Defunct provincial electoral district
- Legislature: Legislative Assembly of New Brunswick
- District created: 1973
- District abolished: 1994
- First contested: 1974
- Last contested: 1991

= Charlotte Centre =

Defunct provincial electoral district in New Brunswick, Canada

Charlotte Centre was a provincial electoral district in New Brunswick, Canada. It was created from the multi-member riding of Charlotte in the 1973 electoral redistribution, and was abolished in the 1994 electoral redistribution.

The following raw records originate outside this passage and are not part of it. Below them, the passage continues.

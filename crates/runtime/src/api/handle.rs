//! Cloneable façade for issuing commands to the encounter worker.
//!
//! [`EncounterHandle`] hides channel plumbing and offers async helpers for
//! each participant command, plus event subscriptions by topic.
use tokio::sync::{broadcast, mpsc, oneshot};

use expedition_core::{
    CharacterClass, ConfirmReceipt, Difficulty, EncounterSnapshot, JoinReceipt, ParticipantId,
    QueueReceipt, SequencedEvent,
};

use super::errors::{Result, RuntimeError};
use crate::events::{EventBus, Topic};
use crate::workers::Command;

/// Client-facing handle to the live encounter.
///
/// Safe to clone into as many tasks as there are command sources; the worker
/// applies commands in arrival order.
#[derive(Clone)]
pub struct EncounterHandle {
    command_tx: mpsc::Sender<Command>,
    event_bus: EventBus,
}

impl EncounterHandle {
    pub(crate) fn new(command_tx: mpsc::Sender<Command>, event_bus: EventBus) -> Self {
        Self {
            command_tx,
            event_bus,
        }
    }

    async fn request<T>(&self, build: impl FnOnce(oneshot::Sender<T>) -> Command) -> Result<T> {
        let (reply_tx, reply_rx) = oneshot::channel();

        self.command_tx
            .send(build(reply_tx))
            .await
            .map_err(|_| RuntimeError::CommandChannelClosed)?;

        reply_rx.await.map_err(RuntimeError::ReplyChannelClosed)
    }

    /// Open a new encounter for joins.
    pub async fn start_encounter(&self, difficulty: Difficulty) -> Result<()> {
        self.request(|reply| Command::Start { difficulty, reply })
            .await?
    }

    /// Join the open encounter. `class` is only needed the first time a
    /// participant plays; `position` defaults to the back of the party.
    pub async fn join(
        &self,
        participant: impl Into<ParticipantId>,
        display_name: impl Into<String>,
        class: Option<CharacterClass>,
        position: Option<u8>,
    ) -> Result<JoinReceipt> {
        let participant = participant.into();
        let display_name = display_name.into();
        self.request(|reply| Command::Join {
            participant,
            display_name,
            class,
            position,
            reply,
        })
        .await?
    }

    /// Queue (or replace) this turn's action.
    pub async fn queue_action(
        &self,
        participant: impl Into<ParticipantId>,
        ability: impl Into<String>,
        target: Option<String>,
    ) -> Result<QueueReceipt> {
        let participant = participant.into();
        let ability = ability.into();
        self.request(|reply| Command::Queue {
            participant,
            ability,
            target,
            reply,
        })
        .await?
    }

    /// Lock in the queued action.
    pub async fn confirm_action(
        &self,
        participant: impl Into<ParticipantId>,
    ) -> Result<ConfirmReceipt> {
        let participant = participant.into();
        self.request(|reply| Command::Confirm { participant, reply })
            .await?
    }

    /// Read-only view of the encounter.
    pub async fn snapshot(&self) -> Result<EncounterSnapshot> {
        self.request(|reply| Command::Snapshot { reply }).await
    }

    /// Subscribe to events from a specific topic
    ///
    /// # Topics
    ///
    /// - `Topic::Turn` - Turn window open/close, timer, queue and confirm
    /// - `Topic::Action` - Resolved actions, status effects, deaths
    /// - `Topic::Wave` - Encounter lifecycle and wave progression
    pub fn subscribe(&self, topic: Topic) -> broadcast::Receiver<SequencedEvent> {
        self.event_bus.subscribe(topic)
    }

    /// Subscribe to every event in publication order
    pub fn subscribe_all(&self) -> broadcast::Receiver<SequencedEvent> {
        self.event_bus.subscribe_all()
    }

    /// Ask the worker to stop. Other handles fail with
    /// [`RuntimeError::CommandChannelClosed`] afterwards.
    pub async fn shutdown(&self) -> Result<()> {
        self.request(|reply| Command::Shutdown { reply }).await
    }
}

==Members of the Legislative Assembly==

Assembly: Years; Member; Party
Riding created from Charlotte (1785–1974)
48th: 1974–1978; DeCosta Young; Progressive Conservative
49th: 1978–1982; Sheldon Lee; Liberal
50th: 1982–1987
51st: 1987–1991
52nd: 1991–1995
Riding dissolved into Charlotte (1994–2006) and Fundy Isles

==Election results==

1991 New Brunswick general election
| Party | Candidate | Votes | % | ±% |
|  | Liberal | Sheldon Lee | 2,195 | 65.64 | -7.38 |
|  | Confederation of Regions | Connie M. Stewart | 516 | 15.43 | – |
|  | Progressive Conservative | Stanley John Smith | 471 | 14.08 | -8.90 |
|  | New Democratic | Jean Stewart | 162 | 4.84 | +0.84 |
| Total valid votes |  |  | 3,344 | 100.0 |
|  | Liberal hold |  | Swing |  | -11.40 |

1987 New Brunswick general election
| Party | Candidate | Votes | % | ±% |
|  | Liberal | Sheldon Lee | 2,431 | 73.02 | +25.14 |
|  | Progressive Conservative | Stanley J. Smith | 765 | 22.98 | -22.07 |
|  | New Democratic | Graham Richardson | 133 | 4.00 | -3.06 |
| Total valid votes |  |  | 3,329 | 100.0 |
|  | Liberal hold |  | Swing |  | +23.60 |

1982 New Brunswick general election
| Party | Candidate | Votes | % | ±% |
|  | Liberal | Sheldon A. Lee | 1,471 | 47.88 | -5.83 |
|  | Progressive Conservative | Gregory F. Thompson | 1,384 | 45.05 | -1.24 |
|  | New Democratic | Wayne Townsend | 217 | 7.06 | – |
| Total valid votes |  |  | 3,072 | 100.0 |
|  | Liberal hold |  | Swing |  | -2.30 |

1978 New Brunswick general election
| Party | Candidate | Votes | % | ±% |
|  | Liberal | Sheldon Lee | 1,404 | 53.71 | +7.08 |
|  | Progressive Conservative | Robert D. "Bob" Lee | 1,210 | 46.29 | -3.77 |
| Total valid votes |  |  | 2,614 | 100.0 |
|  | Liberal gain from Progressive Conservative |  | Swing |  | +5.42 |

1974 New Brunswick general election
| Party | Candidate | Votes | % |
|  | Progressive Conservative | DeCosta W. Young | 1,211 | 50.06 |
|  | Liberal | Sheldon Lee | 1,128 | 46.63 |
|  | Independent | William Hooper | 80 | 3.31 |
| Total valid votes |  |  | 2,419 | 100.0 |
The previous multi-member riding of Charlotte went totally Progressive Conservative in the last election, with DeCosta Young being one of the four incumbents.